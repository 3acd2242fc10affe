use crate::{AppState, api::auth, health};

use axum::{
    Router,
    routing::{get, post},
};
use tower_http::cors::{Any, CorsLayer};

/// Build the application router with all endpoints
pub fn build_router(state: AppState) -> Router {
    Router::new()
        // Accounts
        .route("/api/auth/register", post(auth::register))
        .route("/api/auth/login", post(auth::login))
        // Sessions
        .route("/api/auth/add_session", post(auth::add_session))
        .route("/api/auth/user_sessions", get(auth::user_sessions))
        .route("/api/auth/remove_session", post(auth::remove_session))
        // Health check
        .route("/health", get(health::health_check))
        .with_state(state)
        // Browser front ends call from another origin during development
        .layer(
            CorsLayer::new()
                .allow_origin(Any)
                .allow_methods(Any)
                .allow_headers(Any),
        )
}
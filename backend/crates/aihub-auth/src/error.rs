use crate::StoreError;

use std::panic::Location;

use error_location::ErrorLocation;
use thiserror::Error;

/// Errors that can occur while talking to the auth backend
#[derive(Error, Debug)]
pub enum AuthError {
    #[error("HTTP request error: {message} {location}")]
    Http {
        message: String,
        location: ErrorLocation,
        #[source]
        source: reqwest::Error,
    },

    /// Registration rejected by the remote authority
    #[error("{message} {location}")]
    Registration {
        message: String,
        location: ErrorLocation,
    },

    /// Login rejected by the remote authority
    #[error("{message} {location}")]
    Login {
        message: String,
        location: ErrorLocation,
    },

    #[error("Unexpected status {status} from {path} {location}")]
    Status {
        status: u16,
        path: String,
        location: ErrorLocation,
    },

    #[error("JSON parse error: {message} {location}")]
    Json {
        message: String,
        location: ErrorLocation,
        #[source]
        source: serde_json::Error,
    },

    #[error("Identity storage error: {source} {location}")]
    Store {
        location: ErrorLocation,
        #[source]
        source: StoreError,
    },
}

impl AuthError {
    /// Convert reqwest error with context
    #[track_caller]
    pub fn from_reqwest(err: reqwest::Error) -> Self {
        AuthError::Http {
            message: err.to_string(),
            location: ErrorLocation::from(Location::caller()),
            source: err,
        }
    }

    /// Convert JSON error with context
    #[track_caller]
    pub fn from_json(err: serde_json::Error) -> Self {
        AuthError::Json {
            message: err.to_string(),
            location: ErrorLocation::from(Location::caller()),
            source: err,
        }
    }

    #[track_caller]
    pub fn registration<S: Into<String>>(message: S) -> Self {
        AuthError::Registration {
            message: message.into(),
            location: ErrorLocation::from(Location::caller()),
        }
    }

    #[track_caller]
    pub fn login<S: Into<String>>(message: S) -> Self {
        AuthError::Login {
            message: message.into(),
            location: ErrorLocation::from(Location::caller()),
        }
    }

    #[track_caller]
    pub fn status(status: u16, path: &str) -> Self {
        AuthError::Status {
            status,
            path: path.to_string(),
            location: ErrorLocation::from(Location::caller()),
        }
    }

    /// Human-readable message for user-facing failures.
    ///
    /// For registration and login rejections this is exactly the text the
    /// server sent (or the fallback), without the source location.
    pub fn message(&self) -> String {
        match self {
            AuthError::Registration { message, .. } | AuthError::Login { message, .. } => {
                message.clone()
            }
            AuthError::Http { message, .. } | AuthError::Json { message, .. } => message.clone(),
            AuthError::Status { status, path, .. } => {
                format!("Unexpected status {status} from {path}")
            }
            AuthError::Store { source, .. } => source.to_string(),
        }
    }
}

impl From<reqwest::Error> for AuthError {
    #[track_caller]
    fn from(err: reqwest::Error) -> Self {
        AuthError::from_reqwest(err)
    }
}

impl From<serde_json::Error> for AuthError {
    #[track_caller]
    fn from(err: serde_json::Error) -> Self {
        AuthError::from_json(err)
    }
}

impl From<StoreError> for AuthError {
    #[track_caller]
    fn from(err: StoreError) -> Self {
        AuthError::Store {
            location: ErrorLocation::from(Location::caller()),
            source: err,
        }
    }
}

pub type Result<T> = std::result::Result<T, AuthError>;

* * *

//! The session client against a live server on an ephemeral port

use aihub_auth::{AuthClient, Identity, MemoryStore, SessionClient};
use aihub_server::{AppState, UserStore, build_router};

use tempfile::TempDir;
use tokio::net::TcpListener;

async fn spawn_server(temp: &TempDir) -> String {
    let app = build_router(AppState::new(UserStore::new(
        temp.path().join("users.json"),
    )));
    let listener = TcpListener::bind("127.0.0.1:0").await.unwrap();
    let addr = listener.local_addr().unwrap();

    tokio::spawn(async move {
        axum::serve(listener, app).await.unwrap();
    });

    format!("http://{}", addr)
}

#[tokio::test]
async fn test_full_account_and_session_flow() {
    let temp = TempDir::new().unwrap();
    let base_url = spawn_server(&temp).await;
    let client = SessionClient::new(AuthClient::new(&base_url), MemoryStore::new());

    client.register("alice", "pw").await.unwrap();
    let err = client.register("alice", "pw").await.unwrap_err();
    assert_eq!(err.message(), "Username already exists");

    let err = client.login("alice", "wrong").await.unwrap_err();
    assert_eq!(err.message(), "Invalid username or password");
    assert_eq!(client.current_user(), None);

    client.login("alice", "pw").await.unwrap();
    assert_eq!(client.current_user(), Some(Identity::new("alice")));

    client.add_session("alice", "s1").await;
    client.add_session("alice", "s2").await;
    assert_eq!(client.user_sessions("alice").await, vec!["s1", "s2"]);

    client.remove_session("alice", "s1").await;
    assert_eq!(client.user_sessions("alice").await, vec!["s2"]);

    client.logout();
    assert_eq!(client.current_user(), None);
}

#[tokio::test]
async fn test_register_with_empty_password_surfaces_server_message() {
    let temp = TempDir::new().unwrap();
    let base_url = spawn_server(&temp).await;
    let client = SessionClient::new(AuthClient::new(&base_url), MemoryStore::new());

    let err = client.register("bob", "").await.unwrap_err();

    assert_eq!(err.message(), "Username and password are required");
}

→ **EXERCISE**
Find the word "clone" in the data and show each line that holds it.

→ **RESULT OF THIS TASK**
                message.clone()
            AuthError::Http { message, .. } | AuthError::Json { message, .. } => message.clone(),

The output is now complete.